Thomas Gray to Thomas Wharton, 4 June 1762
I have no other apprehension, if I should come into the North, than that of somehow incommoding you & your family; & yet I believe my strong inclination to see you & your Carthage will prevail over so reasonable an apprehension. as to all the inconveniences, that regard myself, & wch you are so kindly providing against, I set them at nought. however you shall know of my motions before I stir.
You are not to take this for a letter: it is a message, that I am forced to send. there is a Mr. Tho: Hornsby, an Apothecary at Durham, who makes a sort of Lozenges said to be good in a gouty cough, & indigestions. a relation of mine, a poor girl, who is exceedingly ill, having had some of these from the Abdy-family (whose stock is nearly exhausted) fancies they do her great service.

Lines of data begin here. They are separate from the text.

//! Managers whose workers stream results back to a sink.
//!
//! - `sink`: the PULL endpoint and its demultiplexing thread
//! - `pull`: worker processes bundled with a sink
//! - `daemon`: one persistent worker fed over PUSH/PULL
//! - `publish`: a pool of workers fed over PUB/SUB

pub mod daemon;
pub mod publish;
pub mod pull;
pub mod sink;

pub use daemon::PushPullDaemonManager;
pub use publish::PublishPullPipelineManager;
pub use pull::PullPipelineManager;
pub use sink::{JsonDecoder, SinkDecoder, SinkEndpoint, SinkEvent, SinkHandle, Terminating};
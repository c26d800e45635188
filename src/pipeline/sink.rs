//! The sink: one PULL socket that every worker of a manager reports to.
//!
//! The sink runs on its own named thread. It demultiplexes messages by the
//! worker identity frame, keeps the live-worker registry current and
//! re-emits data as typed [`SinkEvent`]s on a crossbeam channel.

use crate::error::{PipeError, Result};
use crate::ipc::protocol::{self, Command, Content, WorkerId, decode_payload};
use crate::ipc::socket::{self, SendOutcome};
use crate::process::SharedRegistry;
use crossbeam_channel::Sender;
use serde::de::DeserializeOwned;
use std::marker::PhantomData;
use std::sync::Arc;
use std::sync::atomic::{AtomicBool, Ordering};
use std::thread::JoinHandle;

/// How long the sink waits for a message before checking for workers that
/// exited without signing off (ms).
const IDLE_CHECK_MS: i64 = 250;

/// Event raised to the consumer of a manager.
#[derive(Debug, Clone, PartialEq)]
pub enum SinkEvent<T> {
    /// A worker produced a result.
    Data { worker_id: WorkerId, data: T },
    /// A worker completed its work and is about to exit.
    WorkerFinished(WorkerId),
}

/// Turns raw sink data into the manager's result type.
pub trait SinkDecoder: Send + 'static {
    type Output: Send + 'static;

    fn process_sink_data(&mut self, worker_id: WorkerId, data: &[u8]) -> Result<Self::Output>;
}

/// Decoder for JSON payloads of type `T`.
pub struct JsonDecoder<T>(PhantomData<fn() -> T>);

impl<T> JsonDecoder<T> {
    pub fn new() -> Self {
        Self(PhantomData)
    }
}

impl<T> Default for JsonDecoder<T> {
    fn default() -> Self {
        Self::new()
    }
}

impl<T: DeserializeOwned + Send + 'static> SinkDecoder for JsonDecoder<T> {
    type Output = T;

    fn process_sink_data(&mut self, _worker_id: WorkerId, data: &[u8]) -> Result<T> {
        decode_payload(data)
    }
}

/// Flag shared between a manager and its sink thread.
#[derive(Debug, Clone, Default)]
pub struct Terminating(Arc<AtomicBool>);

impl Terminating {
    pub fn set(&self) {
        self.0.store(true, Ordering::SeqCst);
    }

    pub fn get(&self) -> bool {
        self.0.load(Ordering::SeqCst)
    }
}

/// Sends the bypass KILL to a sink, at most once.
pub struct SinkTerminator {
    socket: zmq::Socket,
    kill_sent: bool,
}

impl SinkTerminator {
    /// Ask the sink to exit. Returns false if that was already requested.
    pub fn terminate(&mut self) -> Result<bool> {
        if self.kill_sent {
            return Ok(false);
        }
        self.kill_sent = true;
        let frames = protocol::addressed(WorkerId::new(0), Content::Command(Command::Kill));
        if socket::try_send_multipart(&self.socket, frames)? == SendOutcome::WouldBlock {
            tracing::warn!("Sink did not accept termination request");
        }
        Ok(true)
    }

    pub fn kill_sent(&self) -> bool {
        self.kill_sent
    }
}

/// A bound PULL socket and the PUSH socket that can terminate it.
pub struct SinkEndpoint {
    receiver: zmq::Socket,
    terminator: SinkTerminator,
    port: u16,
}

impl SinkEndpoint {
    /// Bind the sink to an ephemeral loopback port.
    pub fn bind(context: &zmq::Context) -> Result<Self> {
        let (receiver, port) = socket::bind_socket(context, zmq::PULL)?;
        let terminator = SinkTerminator {
            socket: socket::connect_socket(context, zmq::PUSH, port)?,
            kill_sent: false,
        };
        Ok(Self {
            receiver,
            terminator,
            port,
        })
    }

    pub fn port(&self) -> u16 {
        self.port
    }

    /// Start the sink loop on a thread named `<name>-sink`.
    pub fn spawn<D: SinkDecoder>(
        self,
        name: &str,
        registry: SharedRegistry,
        terminating: Terminating,
        decoder: D,
        events: Sender<SinkEvent<D::Output>>,
    ) -> Result<SinkHandle> {
        let sink = Sink {
            name: name.to_string(),
            receiver: self.receiver,
            registry,
            terminating,
            decoder,
            events,
        };
        let thread = std::thread::Builder::new()
            .name(format!("{}-sink", name))
            .spawn(move || sink.run())?;
        Ok(SinkHandle {
            terminator: self.terminator,
            thread: Some(thread),
            port: self.port,
        })
    }
}

/// Owner-side handle of a running sink thread.
pub struct SinkHandle {
    terminator: SinkTerminator,
    thread: Option<JoinHandle<Result<()>>>,
    port: u16,
}

impl SinkHandle {
    pub fn port(&self) -> u16 {
        self.port
    }

    /// Send the bypass KILL. Repeated calls do nothing.
    pub fn terminate(&mut self) -> Result<bool> {
        self.terminator.terminate()
    }

    pub fn kill_sent(&self) -> bool {
        self.terminator.kill_sent()
    }

    /// Whether the sink thread has exited.
    pub fn is_finished(&self) -> bool {
        self.thread.as_ref().is_none_or(|t| t.is_finished())
    }

    /// Wait for the sink thread and return how its loop ended.
    pub fn join(&mut self) -> Result<()> {
        match self.thread.take() {
            Some(thread) => thread
                .join()
                .unwrap_or_else(|_| Err(PipeError::Protocol("sink thread panicked".into()))),
            None => Ok(()),
        }
    }
}

/// The sink loop state. Lives on the sink thread.
struct Sink<D: SinkDecoder> {
    name: String,
    receiver: zmq::Socket,
    registry: SharedRegistry,
    terminating: Terminating,
    decoder: D,
    events: Sender<SinkEvent<D::Output>>,
}

impl<D: SinkDecoder> Sink<D> {
    fn run(mut self) -> Result<()> {
        tracing::debug!(sink = %self.name, "Sink started");
        let result = self.receive_loop();
        match &result {
            Ok(()) => tracing::debug!(sink = %self.name, "Sink stopped"),
            Err(e) => tracing::error!(sink = %self.name, error = %e, "Sink loop failed"),
        }
        result
    }

    fn receive_loop(&mut self) -> Result<()> {
        loop {
            if self.receiver.poll(zmq::POLLIN, IDLE_CHECK_MS)? == 0 {
                if self.remove_exited_workers() {
                    return Ok(());
                }
                continue;
            }
            let frames = socket::recv_multipart(&self.receiver)?;
            let envelope = protocol::parse_addressed(frames)?;
            let worker_id = envelope.worker_id;
            match envelope.content {
                Content::Data(data) => match self.decoder.process_sink_data(worker_id, &data) {
                    Ok(data) => self.emit(SinkEvent::Data { worker_id, data }),
                    Err(e) => tracing::warn!(
                        sink = %self.name,
                        worker_id = %worker_id,
                        error = %e,
                        "Dropping undecodable result"
                    ),
                },
                Content::Command(Command::Finished) => {
                    // A worker leaves the registry before its FINISHED is emitted.
                    let done = self.remove_worker(worker_id);
                    self.emit(SinkEvent::WorkerFinished(worker_id));
                    if done {
                        return Ok(());
                    }
                }
                Content::Command(Command::Stopped) => {
                    tracing::debug!(sink = %self.name, worker_id = %worker_id, "Worker stopped");
                    if self.remove_worker(worker_id) {
                        return Ok(());
                    }
                }
                Content::Command(Command::Kill) => {
                    tracing::debug!(sink = %self.name, "Sink received KILL");
                    return Ok(());
                }
                Content::Command(other) => {
                    return Err(PipeError::Protocol(format!(
                        "unexpected {} from worker {} at sink",
                        other, worker_id
                    )));
                }
            }
        }
    }

    /// Remove a worker. Returns true once the manager is terminating and no
    /// workers remain.
    fn remove_worker(&mut self, worker_id: WorkerId) -> bool {
        let (record, done) = {
            let mut registry = self.registry.lock();
            let record = registry.remove(worker_id);
            (record, registry.is_empty() && self.terminating.get())
        };
        if record.is_none() {
            tracing::debug!(sink = %self.name, worker_id = %worker_id, "Unknown worker signed off");
        }
        // The record reaps the exiting process when dropped, outside the lock.
        drop(record);
        done
    }

    /// Forget workers whose process died without FINISHED or STOPPED.
    /// Returns true if that leaves a terminating manager with no workers.
    fn remove_exited_workers(&mut self) -> bool {
        let (exited, done) = {
            let mut registry = self.registry.lock();
            let exited = registry.remove_exited();
            let done = !exited.is_empty() && registry.is_empty() && self.terminating.get();
            (exited, done)
        };
        for record in &exited {
            tracing::warn!(
                sink = %self.name,
                worker_id = %record.worker_id(),
                reason = ?record.exit_reason(),
                "Worker exited without signing off"
            );
        }
        done
    }

    fn emit(&self, event: SinkEvent<D::Output>) {
        if self.events.send(event).is_err() {
            tracing::debug!(sink = %self.name, "Event receiver dropped");
        }
    }
}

I therefore must beg you would send to Mr Hornsby, & let him put up a quarter of a pound in as little compass as he can, & send it to the Post-Master (directed to Mrs Antrobus, Post-Mistress at Cambridge) & let him put it in the mail. the sooner this can be done the better, & you will oblige me & the Patient.
I am sorry, you are forced to complain of this untoward suffocating season: but who has escaped without illness? for me I have felt neither cold nor fever: but I have had two slight attacks of the Gout after near three years intermission: it is well, if I escape so.
I am just return'd hither from London, where I have been these two months.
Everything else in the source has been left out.